Actually, Ritter’s plan barely qualifies as “early release” at all. Only a small percentage of state inmates receive discretionary parole anymore. The vast majority serve out their sentences right up to their mandatory release date, then have a mandatory period of parole to complete on top of that. Although the Colorado Department of Corrections routinely deducts “earned time” of a few days each month, violent offenders are required to serve at least 75 percent of their original sentence.
Ritter’s plan excludes sex offenders, targets inmates who are already six months or less from getting out, and would still require screening by the Colorado Board of Parole, which can — and often does — deny early release to violent offenders.

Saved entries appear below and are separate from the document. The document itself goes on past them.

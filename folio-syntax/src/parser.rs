//! A recursive-descent parser turning tokens into objects.

use crate::data::PdfData;
use crate::error::ParseError;
use crate::lexer::{Lexer, Token, TokenKind};
use crate::object::dict::keys::LENGTH;
use crate::object::{
    Dict, LengthStatus, Name, NoResolve, Object, ObjectId, PdfString, Resolve, Stream,
};
use crate::reader::Reader;
use crate::trivia::is_white_space_character;
use smallvec::SmallVec;
use std::cell::OnceCell;

/// The default maximum nesting depth of arrays and dictionaries.
pub const DEFAULT_MAX_DEPTH: usize = 256;

/// The positions of all `endstream` keywords of a buffer, collected on first use.
///
/// Recovering streams with a wrong `/Length` searches for the next `endstream`. Sharing
/// an index between the parsers of one buffer keeps that search from rescanning the
/// rest of the file for every such stream.
#[derive(Debug, Default)]
pub(crate) struct EndstreamIndex(OnceCell<Vec<usize>>);

impl EndstreamIndex {
    /// The position of the first `endstream` keyword at or after `start`. `data` must be
    /// the same buffer on every call.
    pub(crate) fn find(&self, data: &[u8], start: usize) -> Option<usize> {
        let positions = self
            .0
            .get_or_init(|| memchr::memmem::find_iter(data, b"endstream").collect());

        positions
            .get(positions.partition_point(|p| *p < start))
            .copied()
    }
}

/// A parser for PDF objects.
///
/// The parser is independent of any cross-reference data, except that the `/Length` of
/// a stream may be an indirect reference, which is looked up through an optional
/// [`Resolve`] implementation.
pub struct Parser<'a> {
    lexer: Lexer<'a>,
    data: &'a PdfData,
    lookahead: SmallVec<[Token<'a>; 3]>,
    max_depth: usize,
    resolver: &'a dyn Resolve,
    endstreams: Option<&'a EndstreamIndex>,
}

impl<'a> Parser<'a> {
    /// Create a new parser reading from the given offset.
    pub fn new(data: &'a PdfData, offset: usize) -> Self {
        Self {
            lexer: Lexer::new_at(data.as_ref(), offset),
            data,
            lookahead: SmallVec::new(),
            max_depth: DEFAULT_MAX_DEPTH,
            resolver: &NoResolve,
            endstreams: None,
        }
    }

    /// Set the maximum nesting depth of arrays and dictionaries.
    pub fn with_max_depth(mut self, max_depth: usize) -> Self {
        self.max_depth = max_depth;
        self
    }

    /// Set the resolver used for indirect stream lengths.
    pub fn with_resolver(mut self, resolver: &'a dyn Resolve) -> Self {
        self.resolver = resolver;
        self
    }

    /// Look up `endstream` keywords in a shared index instead of searching the data.
    pub(crate) fn with_endstreams(mut self, index: &'a EndstreamIndex) -> Self {
        self.endstreams = Some(index);
        self
    }

    /// The offset of the next unconsumed token.
    pub fn position(&self) -> usize {
        self.lookahead
            .first()
            .map(|t| t.offset)
            .unwrap_or_else(|| self.lexer.position())
    }

    fn fill(&mut self, n: usize) {
        while self.lookahead.len() < n {
            match self.lexer.next_token() {
                Some(Token {
                    kind: TokenKind::Comment(_),
                    ..
                }) => {}
                Some(t) => self.lookahead.push(t),
                None => return,
            }
        }
    }

    fn peek(&mut self, n: usize) -> Option<&Token<'a>> {
        self.fill(n + 1);
        self.lookahead.get(n)
    }

    fn next(&mut self) -> Option<Token<'a>> {
        self.fill(1);

        if self.lookahead.is_empty() {
            None
        } else {
            Some(self.lookahead.remove(0))
        }
    }

    fn peek_keyword(&mut self, keyword: &[u8]) -> bool {
        self.peek(0).is_some_and(|t| t.is_keyword(keyword))
    }

    /// Parse a single direct object.
    pub fn parse_object(&mut self) -> Result<Object, ParseError> {
        self.parse_inner(0)
    }

    /// Parse an indirect object of the form `N G obj ... endobj`.
    ///
    /// A dictionary directly followed by `stream` becomes a stream. The trailing
    /// `endobj` is optional.
    pub fn parse_indirect(&mut self) -> Result<(ObjectId, Object), ParseError> {
        let id = self.parse_object_header()?;

        let object = if self.peek_keyword(b"endobj") {
            Object::Null
        } else {
            self.parse_inner(0)?
        };

        let object = match object {
            Object::Dict(dict) if self.peek_keyword(b"stream") => {
                let Some(keyword) = self.next() else {
                    return Err(ParseError::UnexpectedEof);
                };
                self.read_stream(dict, keyword.end)
            }
            other => other,
        };

        if self.peek_keyword(b"endobj") {
            self.next();
        }

        Ok((id, object))
    }

    /// Parse the `N G obj` header of an indirect object.
    pub fn parse_object_header(&mut self) -> Result<ObjectId, ParseError> {
        let unexpected = |t: Option<&Token<'_>>| match t {
            Some(t) => ParseError::UnexpectedToken { offset: t.offset },
            None => ParseError::UnexpectedEof,
        };

        let num = match self.peek(0).map(|t| &t.kind) {
            Some(TokenKind::Integer(n)) => u32::try_from(*n).ok(),
            _ => None,
        };
        let gen_num = match self.peek(1).map(|t| &t.kind) {
            Some(TokenKind::Integer(n)) => u16::try_from(*n).ok(),
            _ => None,
        };

        match (num, gen_num) {
            (Some(num), Some(gen_num)) if self.peek(2).is_some_and(|t| t.is_keyword(b"obj")) => {
                self.lookahead.drain(..3);
                Ok(ObjectId::new(num, gen_num))
            }
            (None, _) => Err(unexpected(self.peek(0))),
            (_, None) => Err(unexpected(self.peek(1))),
            _ => Err(unexpected(self.peek(2))),
        }
    }

    fn parse_inner(&mut self, depth: usize) -> Result<Object, ParseError> {
        let token = self.next().ok_or(ParseError::UnexpectedEof)?;

        let object = match token.kind {
            TokenKind::Integer(num) => {
                if let Some(id) = self.try_reference(num) {
                    Object::Reference(id)
                } else {
                    Object::Integer(num)
                }
            }
            TokenKind::Real(r) => Object::Real(r),
            TokenKind::LiteralString(raw) => Object::String(PdfString::from_literal(raw)),
            TokenKind::HexString(raw) => Object::String(PdfString::from_hex(raw)),
            TokenKind::Name(raw) => Object::Name(Name::from_raw(raw)),
            TokenKind::Keyword(b"true") => Object::Boolean(true),
            TokenKind::Keyword(b"false") => Object::Boolean(false),
            TokenKind::Keyword(b"null") => Object::Null,
            TokenKind::ArrayStart => {
                self.check_depth(depth)?;
                let mut items = vec![];

                loop {
                    match self.peek(0).map(|t| &t.kind) {
                        Some(TokenKind::ArrayEnd) => {
                            self.next();
                            break;
                        }
                        Some(_) => items.push(self.parse_inner(depth + 1)?),
                        None => return Err(ParseError::UnexpectedEof),
                    }
                }

                Object::Array(items)
            }
            TokenKind::DictStart => {
                self.check_depth(depth)?;
                Object::Dict(self.parse_dict_entries(depth)?)
            }
            _ => {
                return Err(ParseError::UnexpectedToken {
                    offset: token.offset,
                });
            }
        };

        Ok(object)
    }

    fn parse_dict_entries(&mut self, depth: usize) -> Result<Dict, ParseError> {
        let mut dict = Dict::new();

        loop {
            let token = self.next().ok_or(ParseError::UnexpectedEof)?;

            match token.kind {
                TokenKind::DictEnd => return Ok(dict),
                TokenKind::Name(raw) => {
                    let key = Name::from_raw(raw);

                    // A key without a value right before the end is read as `null`.
                    let value = match self.peek(0).map(|t| &t.kind) {
                        Some(TokenKind::DictEnd) => Object::Null,
                        _ => self.parse_inner(depth + 1)?,
                    };

                    dict.insert(key, value);
                }
                _ => {
                    return Err(ParseError::UnexpectedToken {
                        offset: token.offset,
                    });
                }
            }
        }
    }

    fn check_depth(&self, depth: usize) -> Result<(), ParseError> {
        if depth >= self.max_depth {
            Err(ParseError::StructuralLimit {
                limit: self.max_depth,
            })
        } else {
            Ok(())
        }
    }

    fn try_reference(&mut self, num: i64) -> Option<ObjectId> {
        let num = u32::try_from(num).ok()?;

        let gen_num = match self.peek(0)?.kind {
            TokenKind::Integer(g) => u16::try_from(g).ok()?,
            _ => return None,
        };

        if !self.peek(1)?.is_keyword(b"R") {
            return None;
        }

        self.lookahead.drain(..2);

        Some(ObjectId::new(num, gen_num))
    }

    fn read_stream(&mut self, dict: Dict, keyword_end: usize) -> Object {
        let data = self.data.as_ref();
        let mut r = Reader::new_at(data, keyword_end);
        // Some writers put spaces between the keyword and the end-of-line marker.
        r.forward_while(|b| b == b' ' || b == b'\t');
        r.skip_eol();
        let start = r.offset();

        let declared = match dict.get(LENGTH) {
            Some(length) => self
                .resolver
                .resolve(length)
                .as_i64()
                .and_then(|l| u64::try_from(l).ok()),
            None => None,
        };

        if let Some(len) = declared {
            let end = usize::try_from(len).ok().and_then(|l| start.checked_add(l));

            if let Some(end) = end.filter(|e| *e <= data.len()) {
                let mut r = Reader::new_at(data, end);
                r.forward_while(is_white_space_character);

                if r.forward_tag(b"endstream").is_some() {
                    self.seek(r.offset());
                    return self.stream(dict, start..end, LengthStatus::Exact);
                }
            }
        }

        let marker = match self.endstreams {
            Some(index) => index.find(data, start),
            None => data
                .get(start..)
                .and_then(|tail| memchr::memmem::find(tail, b"endstream"))
                .map(|found| start + found),
        };

        match marker {
            Some(marker) => {
                let mut end = marker;

                // The end-of-line marker before `endstream` is not part of the data.
                if end > start && data[end - 1] == b'\n' {
                    end -= 1;
                }
                if end > start && data[end - 1] == b'\r' {
                    end -= 1;
                }

                lwarn!(
                    "stream length {:?} is wrong, recovered {} bytes by searching for endstream",
                    declared,
                    end - start
                );

                self.seek(marker + b"endstream".len());
                self.stream(dict, start..end, LengthStatus::Recovered { declared })
            }
            None => {
                ldebug!("no endstream keyword found for stream at offset {}", start);
                Object::Dict(dict)
            }
        }
    }

    fn stream(&self, dict: Dict, range: std::ops::Range<usize>, status: LengthStatus) -> Object {
        Object::Stream(Stream::new(dict, self.data.clone(), range, status))
    }

    fn seek(&mut self, offset: usize) {
        self.lookahead.clear();
        self.lexer.seek(offset);
    }
}
//! Dictionaries.

use crate::object::{Name, Object, ObjectId};
use std::collections::BTreeMap;
use std::collections::btree_map;
use std::fmt::{Debug, Formatter};

/// A dictionary, mapping names to objects.
///
/// Entries are kept sorted by key, so iteration order is deterministic regardless of the
/// order in the file. Duplicate keys keep the last value, and a `null` value is
/// equivalent to the key being absent.
#[derive(Clone, Default, PartialEq)]
pub struct Dict(BTreeMap<Name, Object>);

impl Dict {
    /// Create a new empty dictionary.
    pub fn new() -> Self {
        Self::default()
    }

    /// Insert an entry. `null` values remove the key.
    pub fn insert(&mut self, key: impl Into<Name>, value: Object) {
        let key = key.into();

        if matches!(value, Object::Null) {
            self.0.remove(&key);
        } else {
            self.0.insert(key, value);
        }
    }

    /// Returns the number of entries in the dictionary.
    pub fn len(&self) -> usize {
        self.0.len()
    }

    /// Return whether the dictionary is empty.
    pub fn is_empty(&self) -> bool {
        self.0.is_empty()
    }

    /// Checks whether the dictionary contains an entry with a specific key.
    pub fn contains_key(&self, key: &[u8]) -> bool {
        self.0.contains_key(key)
    }

    /// Returns the entry of a key, without resolving references.
    pub fn get(&self, key: &[u8]) -> Option<&Object> {
        self.0.get(key)
    }

    /// Returns the entry of a key if it is a name.
    pub fn get_name(&self, key: &[u8]) -> Option<&Name> {
        self.get(key)?.as_name()
    }

    /// Returns the entry of a key if it is an integer.
    pub fn get_int(&self, key: &[u8]) -> Option<i64> {
        self.get(key)?.as_i64()
    }

    /// Returns the entry of a key if it is an indirect reference.
    pub fn get_ref(&self, key: &[u8]) -> Option<ObjectId> {
        self.get(key)?.as_reference()
    }

    /// Whether the `/Type` entry of the dictionary is the given name.
    pub fn is_type(&self, name: &[u8]) -> bool {
        self.get_name(keys::TYPE).is_some_and(|n| n.as_bytes() == name)
    }

    /// Returns an iterator over all keys in the dictionary.
    pub fn keys(&self) -> impl Iterator<Item = &Name> {
        self.0.keys()
    }

    /// Returns an iterator over all entries in the dictionary.
    pub fn iter(&self) -> btree_map::Iter<'_, Name, Object> {
        self.0.iter()
    }

    /// Add all entries of `other` whose keys are not yet present.
    pub fn fill_from(&mut self, other: &Self) {
        for (key, value) in other.iter() {
            self.0.entry(key.clone()).or_insert_with(|| value.clone());
        }
    }
}

impl<'a> IntoIterator for &'a Dict {
    type Item = (&'a Name, &'a Object);
    type IntoIter = btree_map::Iter<'a, Name, Object>;

    fn into_iter(self) -> Self::IntoIter {
        self.iter()
    }
}

impl Debug for Dict {
    fn fmt(&self, f: &mut Formatter<'_>) -> std::fmt::Result {
        f.debug_map().entries(self.0.iter()).finish()
    }
}

/// A collection of dictionary keys used throughout the crates.
#[allow(missing_docs)]
pub mod keys {
    macro_rules! key {
        ($i:ident, $e:expr) => {
            pub const $i: &[u8] = $e;
        };
    }

    key!(A, b"A");
    key!(AA, b"AA");
    key!(ACRO_FORM, b"AcroForm");
    key!(ANNOTS, b"Annots");
    key!(AUTHOR, b"Author");
    key!(BITS_PER_COMPONENT, b"BitsPerComponent");
    key!(CATALOG, b"Catalog");
    key!(COLORS, b"Colors");
    key!(COLUMNS, b"Columns");
    key!(COUNT, b"Count");
    key!(CREATION_DATE, b"CreationDate");
    key!(CREATOR, b"Creator");
    key!(CROP_BOX, b"CropBox");
    key!(DECODE_PARMS, b"DecodeParms");
    key!(DESCENDANT_FONTS, b"DescendantFonts");
    key!(DP, b"DP");
    key!(EARLY_CHANGE, b"EarlyChange");
    key!(EF, b"EF");
    key!(EMBEDDED_FILES, b"EmbeddedFiles");
    key!(ENCRYPT, b"Encrypt");
    key!(EXTENDS, b"Extends");
    key!(F, b"F");
    key!(FILTER, b"Filter");
    key!(FIRST, b"First");
    key!(FONT, b"Font");
    key!(FONT_DESCRIPTOR, b"FontDescriptor");
    key!(FONT_FILE, b"FontFile");
    key!(FONT_FILE2, b"FontFile2");
    key!(FONT_FILE3, b"FontFile3");
    key!(ID, b"ID");
    key!(INDEX, b"Index");
    key!(INFO, b"Info");
    key!(JS, b"JS");
    key!(JAVA_SCRIPT, b"JavaScript");
    key!(KEYWORDS, b"Keywords");
    key!(KIDS, b"Kids");
    key!(LENGTH, b"Length");
    key!(LINEARIZED, b"Linearized");
    key!(MEDIA_BOX, b"MediaBox");
    key!(METADATA, b"Metadata");
    key!(MOD_DATE, b"ModDate");
    key!(N, b"N");
    key!(NAME, b"Name");
    key!(NAMES, b"Names");
    key!(OPEN_ACTION, b"OpenAction");
    key!(OUTPUT_INTENTS, b"OutputIntents");
    key!(PAGE, b"Page");
    key!(PAGES, b"Pages");
    key!(PARENT, b"Parent");
    key!(PREDICTOR, b"Predictor");
    key!(PREV, b"Prev");
    key!(PRODUCER, b"Producer");
    key!(RESOURCES, b"Resources");
    key!(ROOT, b"Root");
    key!(ROTATE, b"Rotate");
    key!(S, b"S");
    key!(SIZE, b"Size");
    key!(SUBJECT, b"Subject");
    key!(SUBTYPE, b"Subtype");
    key!(TITLE, b"Title");
    key!(TYPE, b"Type");
    key!(VERSION, b"Version");
    key!(W, b"W");
    key!(XFA, b"XFA");
    key!(XML, b"XML");
    key!(XREF, b"XRef");
    key!(XREF_STM, b"XRefStm");
    key!(OBJ_STM, b"ObjStm");
}

#[cfg(test)]
mod tests {
    use super::{Dict, keys};
    use crate::object::{Name, Object};

    #[test]
    fn null_means_absent() {
        let mut dict = Dict::new();
        dict.insert("Type", Object::Name(Name::from("Page")));
        dict.insert("Type", Object::Null);
        assert!(dict.is_empty());
    }

    #[test]
    fn lookup_by_bytes() {
        let mut dict = Dict::new();
        dict.insert("Count", Object::Integer(3));
        dict.insert("Type", Object::Name(Name::from("Pages")));

        assert_eq!(dict.get_int(keys::COUNT), Some(3));
        assert!(dict.is_type(b"Pages"));
        assert!(!dict.is_type(b"Page"));
        assert_eq!(dict.keys().count(), 2);
    }

    #[test]
    fn fill_keeps_existing() {
        let mut newer = Dict::new();
        newer.insert("Size", Object::Integer(10));
        let mut older = Dict::new();
        older.insert("Size", Object::Integer(4));
        older.insert("Info", Object::Integer(1));

        newer.fill_from(&older);
        assert_eq!(newer.get_int(keys::SIZE), Some(10));
        assert_eq!(newer.get_int(keys::INFO), Some(1));
    }
}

The plan is a candle lit under a glacier, a slight nudge to a massive, overstuffed prison system that’s draining an ever-increasing share of state resources while lawmakers dawdle over sentencing reform proposals.
The alarm and outrage that greeted even this modest cost-cutting measure is a good indication of what the governor is up against as he tries to get a handle on the DOC’s $700 million-a-year budget, which has swelled at an average rate of 10 percent a year for the past two decades. No politician can afford to appear soft on crime — not even a former prosecutor who, in his gubernatorial campaign, vowed to control soaring prison costs by launching new programs that would lower recidivism.
Ironically, the governor has a powerful weapon in his arsenal when it comes to getting people out of prison early, one that requires no legislative approval. Properly applied, it can save money, address inequities in the justice system and transform the sentencing reform debate. But it’s politically risky, and Ritter has declined to use it to any real effect in his first three years in office.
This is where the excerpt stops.